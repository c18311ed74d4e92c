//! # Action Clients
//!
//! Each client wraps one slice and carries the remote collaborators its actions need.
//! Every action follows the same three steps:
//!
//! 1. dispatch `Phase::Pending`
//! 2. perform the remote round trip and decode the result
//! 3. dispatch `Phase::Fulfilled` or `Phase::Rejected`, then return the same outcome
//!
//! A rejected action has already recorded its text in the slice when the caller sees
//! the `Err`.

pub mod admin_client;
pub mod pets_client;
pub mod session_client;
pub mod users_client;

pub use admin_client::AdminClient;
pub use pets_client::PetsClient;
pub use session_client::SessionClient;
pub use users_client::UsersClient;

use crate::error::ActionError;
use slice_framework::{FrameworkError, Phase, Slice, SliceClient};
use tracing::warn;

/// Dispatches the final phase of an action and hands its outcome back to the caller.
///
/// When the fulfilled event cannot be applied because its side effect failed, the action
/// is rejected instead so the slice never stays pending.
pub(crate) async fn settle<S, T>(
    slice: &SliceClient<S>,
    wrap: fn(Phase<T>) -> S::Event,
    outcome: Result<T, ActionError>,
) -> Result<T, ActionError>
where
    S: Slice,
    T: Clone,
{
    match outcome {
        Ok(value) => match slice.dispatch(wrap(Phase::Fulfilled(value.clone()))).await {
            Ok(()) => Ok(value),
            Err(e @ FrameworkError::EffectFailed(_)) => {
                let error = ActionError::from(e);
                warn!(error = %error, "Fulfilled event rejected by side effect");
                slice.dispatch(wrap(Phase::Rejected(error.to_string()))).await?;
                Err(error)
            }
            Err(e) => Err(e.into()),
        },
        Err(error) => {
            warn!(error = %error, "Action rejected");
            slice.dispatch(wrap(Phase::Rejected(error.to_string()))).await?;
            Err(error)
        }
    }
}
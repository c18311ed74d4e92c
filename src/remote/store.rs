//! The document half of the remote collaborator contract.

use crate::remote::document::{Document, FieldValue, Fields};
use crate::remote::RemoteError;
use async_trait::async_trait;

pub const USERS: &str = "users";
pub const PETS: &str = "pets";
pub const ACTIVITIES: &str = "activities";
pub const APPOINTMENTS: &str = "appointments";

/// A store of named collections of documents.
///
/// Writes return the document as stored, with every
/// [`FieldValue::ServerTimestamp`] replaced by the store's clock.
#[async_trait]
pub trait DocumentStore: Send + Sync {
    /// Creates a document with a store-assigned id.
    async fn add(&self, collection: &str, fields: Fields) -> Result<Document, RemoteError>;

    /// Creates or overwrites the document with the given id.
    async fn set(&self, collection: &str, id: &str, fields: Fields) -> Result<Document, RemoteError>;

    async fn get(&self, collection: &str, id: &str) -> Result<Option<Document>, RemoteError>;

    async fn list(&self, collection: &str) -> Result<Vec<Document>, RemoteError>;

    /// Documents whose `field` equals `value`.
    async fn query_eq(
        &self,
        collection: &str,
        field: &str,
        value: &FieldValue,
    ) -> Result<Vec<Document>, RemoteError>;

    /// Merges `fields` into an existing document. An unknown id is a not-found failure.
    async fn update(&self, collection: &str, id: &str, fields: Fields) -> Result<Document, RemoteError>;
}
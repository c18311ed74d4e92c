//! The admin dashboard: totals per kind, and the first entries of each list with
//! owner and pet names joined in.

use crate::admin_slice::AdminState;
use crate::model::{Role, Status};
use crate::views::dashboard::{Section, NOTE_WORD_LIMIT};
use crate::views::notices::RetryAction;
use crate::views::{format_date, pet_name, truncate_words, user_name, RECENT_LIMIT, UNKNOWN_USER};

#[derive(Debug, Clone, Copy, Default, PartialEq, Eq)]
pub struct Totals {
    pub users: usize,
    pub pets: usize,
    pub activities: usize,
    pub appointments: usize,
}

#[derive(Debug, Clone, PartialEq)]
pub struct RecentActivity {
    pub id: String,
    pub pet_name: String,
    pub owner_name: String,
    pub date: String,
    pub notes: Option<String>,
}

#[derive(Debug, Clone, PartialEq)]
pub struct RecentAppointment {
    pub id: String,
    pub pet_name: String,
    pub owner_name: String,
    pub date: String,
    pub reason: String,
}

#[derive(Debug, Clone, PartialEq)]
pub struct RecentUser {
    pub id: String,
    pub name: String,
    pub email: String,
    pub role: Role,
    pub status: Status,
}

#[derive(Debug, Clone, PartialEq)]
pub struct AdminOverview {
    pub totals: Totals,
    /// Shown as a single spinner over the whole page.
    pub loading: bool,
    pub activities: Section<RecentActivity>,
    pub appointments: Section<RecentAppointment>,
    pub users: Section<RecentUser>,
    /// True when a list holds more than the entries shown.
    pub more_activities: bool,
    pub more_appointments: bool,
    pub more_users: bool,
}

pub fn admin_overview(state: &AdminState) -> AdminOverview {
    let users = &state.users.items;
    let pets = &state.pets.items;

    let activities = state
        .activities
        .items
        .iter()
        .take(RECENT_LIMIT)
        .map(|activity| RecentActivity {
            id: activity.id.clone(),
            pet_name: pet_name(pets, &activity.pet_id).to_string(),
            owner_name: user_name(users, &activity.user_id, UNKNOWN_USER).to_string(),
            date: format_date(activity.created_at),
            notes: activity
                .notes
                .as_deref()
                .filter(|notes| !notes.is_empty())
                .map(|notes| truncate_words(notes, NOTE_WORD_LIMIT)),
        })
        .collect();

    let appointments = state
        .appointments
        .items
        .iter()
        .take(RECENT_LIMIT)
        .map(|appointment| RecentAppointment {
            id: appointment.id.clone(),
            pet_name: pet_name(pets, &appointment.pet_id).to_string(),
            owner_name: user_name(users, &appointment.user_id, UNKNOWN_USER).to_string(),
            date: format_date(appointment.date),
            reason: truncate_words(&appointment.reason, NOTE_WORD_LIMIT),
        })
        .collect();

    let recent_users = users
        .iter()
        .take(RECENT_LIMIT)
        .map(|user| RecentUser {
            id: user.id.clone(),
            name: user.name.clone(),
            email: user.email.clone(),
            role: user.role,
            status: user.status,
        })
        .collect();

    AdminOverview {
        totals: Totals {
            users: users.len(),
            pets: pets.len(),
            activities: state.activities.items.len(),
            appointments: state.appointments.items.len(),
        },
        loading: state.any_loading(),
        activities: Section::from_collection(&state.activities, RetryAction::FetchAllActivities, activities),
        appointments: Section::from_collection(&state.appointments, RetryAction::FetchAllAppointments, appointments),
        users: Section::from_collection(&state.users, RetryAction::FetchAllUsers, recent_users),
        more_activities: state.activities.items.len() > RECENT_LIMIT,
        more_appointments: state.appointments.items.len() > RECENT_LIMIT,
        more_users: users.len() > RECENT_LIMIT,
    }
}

□ □ □

TASK
Every line above that holds the string "Creates" should be returned.

RESULT
    /// Creates a document with a store-assigned id.
    /// Creates or overwrites the document with the given id.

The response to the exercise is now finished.